● EXERCISE PROMPT
All lines up to and including the one that contains "let analyzer = make_analyzer();" are to be transcribed exactly, starting from the first line of the records.

(Records drawn from a dataset)
# # # #
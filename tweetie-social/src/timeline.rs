//! Recent posts of one account, each with a sentiment score.
use futures::TryStreamExt;

use crate::api::{RawProfile, SocialApi};
use crate::cursor::{FETCH_LIMIT, paginate};
use crate::error::SocialError;
use crate::records::{PostRecord, TimelineResult};
use crate::sentiment::{PolarityAnalyzer, VaderAnalyzer};

/// Fetch up to [`FETCH_LIMIT`] of `name`'s most recent posts, scored with VADER.
///
/// `count` in the result is the account's lifetime post count, while `tweets` holds at
/// most [`FETCH_LIMIT`] records in the order the API returned them. Any error aborts
/// the whole call.
pub async fn fetch_tweets<S>(api: &S, name: &str) -> Result<TimelineResult, SocialError>
where
    S: SocialApi + ?Sized,
{
    fetch_tweets_with(api, name, VaderAnalyzer::new).await
}

/// [`fetch_tweets`] with a caller-supplied analyzer.
///
/// `make_analyzer` runs once, only after the profile lookup succeeded, and its analyzer
/// scores every post of the call.
pub async fn fetch_tweets_with<S, A, F>(
    api: &S,
    name: &str,
    make_analyzer: F,
) -> Result<TimelineResult, SocialError>
where
    S: SocialApi + ?Sized,
    A: PolarityAnalyzer,
    F: FnOnce() -> A,
{
    let profile = api.get_user(name).await?;
    let count = profile.statuses_count();
    let analyzer = make_analyzer();

    let mut posts = paginate(FETCH_LIMIT, |page| api.user_timeline(name, page));
    let mut tweets = Vec::new();
    while let Some(post) = posts.try_next().await? {
        tweets.push(PostRecord::from_raw(&post, &analyzer));
    }

    tracing::info!(
        user = name,
        lifetime_posts = count,
        fetched = tweets.len(),
        "timeline fetched"
    );
    Ok(TimelineResult {
        user: name.to_owned(),
        count,
        tweets,
    })
}
//! Wire types for the Twitter REST v1.1 endpoints we call.
use chrono::{DateTime, Utc};
use serde::{Deserialize, Serialize};

use crate::api::{Entities, RawPost, RawProfile};

#[derive(Debug, Clone, Serialize, Deserialize)]
pub struct Status {
    pub id: u64,
    #[serde(with = "twitter_date")]
    pub created_at: DateTime<Utc>,
    #[serde(default)]
    pub retweet_count: u64,
    /// `full_text` when requested with `tweet_mode=extended`.
    #[serde(default, alias = "full_text")]
    pub text: String,
    #[serde(default)]
    pub entities: Entities,
}

#[derive(Debug, Clone, Serialize, Deserialize)]
pub struct User {
    pub id: u64,
    #[serde(default)]
    pub name: String,
    pub screen_name: String,
    #[serde(default)]
    pub followers_count: u64,
    #[serde(default)]
    pub statuses_count: u64,
    #[serde(with = "twitter_date")]
    pub created_at: DateTime<Utc>,
    #[serde(default)]
    pub profile_image_url: String,
}

/// Body of `friends/list.json`.
#[derive(Debug, Clone, Deserialize)]
pub struct FriendsPage {
    #[serde(default)]
    pub users: Vec<User>,
    #[serde(default)]
    pub next_cursor_str: String,
}

impl RawPost for Status {
    fn id(&self) -> u64 {
        self.id
    }
    fn created_at(&self) -> DateTime<Utc> {
        self.created_at
    }
    fn retweet_count(&self) -> u64 {
        self.retweet_count
    }
    fn text(&self) -> &str {
        &self.text
    }
    fn entities(&self) -> &Entities {
        &self.entities
    }
}

impl RawProfile for User {
    fn name(&self) -> &str {
        &self.name
    }
    fn screen_name(&self) -> &str {
        &self.screen_name
    }
    fn followers_count(&self) -> u64 {
        self.followers_count
    }
    fn statuses_count(&self) -> u64 {
        self.statuses_count
    }
    fn created_at(&self) -> DateTime<Utc> {
        self.created_at
    }
    fn profile_image_url(&self) -> &str {
        &self.profile_image_url
    }
}

/// `Wed Oct 10 20:19:24 +0000 2018`
pub(crate) mod twitter_date {
    use chrono::{DateTime, Utc};
    use serde::{Deserialize, Deserializer, Serializer, de::Error as _};

    const FORMAT: &str = "%a %b %d %H:%M:%S %z %Y";

    pub fn serialize<S: Serializer>(dt: &DateTime<Utc>, s: S) -> Result<S::Ok, S::Error> {
        s.serialize_str(&dt.format(FORMAT).to_string())
    }

    pub fn deserialize<'de, D: Deserializer<'de>>(d: D) -> Result<DateTime<Utc>, D::Error> {
        let raw = String::deserialize(d)?;
        DateTime::parse_from_str(&raw, FORMAT)
            .map(|dt| dt.with_timezone(&Utc))
            .map_err(|e| D::Error::custom(format!("bad timestamp {raw:?}: {e}")))
    }
}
# # # #
● SOLUTION TO THIS TASK
filename tweetie-social/src/timeline.rs
//! Recent posts of one account, each with a sentiment score.
use futures::TryStreamExt;

use crate::api::{RawProfile, SocialApi};
use crate::cursor::{FETCH_LIMIT, paginate};
use crate::error::SocialError;
use crate::records::{PostRecord, TimelineResult};
use crate::sentiment::{PolarityAnalyzer, VaderAnalyzer};

/// Fetch up to [`FETCH_LIMIT`] of `name`'s most recent posts, scored with VADER.
///
/// `count` in the result is the account's lifetime post count, while `tweets` holds at
/// most [`FETCH_LIMIT`] records in the order the API returned them. Any error aborts
/// the whole call.
pub async fn fetch_tweets<S>(api: &S, name: &str) -> Result<TimelineResult, SocialError>
where
    S: SocialApi + ?Sized,
{
    fetch_tweets_with(api, name, VaderAnalyzer::new).await
}

/// [`fetch_tweets`] with a caller-supplied analyzer.
///
/// `make_analyzer` runs once, only after the profile lookup succeeded, and its analyzer
/// scores every post of the call.
pub async fn fetch_tweets_with<S, A, F>(
    api: &S,
    name: &str,
    make_analyzer: F,
) -> Result<TimelineResult, SocialError>
where
    S: SocialApi + ?Sized,
    A: PolarityAnalyzer,
    F: FnOnce() -> A,
{
    let profile = api.get_user(name).await?;
    let count = profile.statuses_count();
    let analyzer = make_analyzer();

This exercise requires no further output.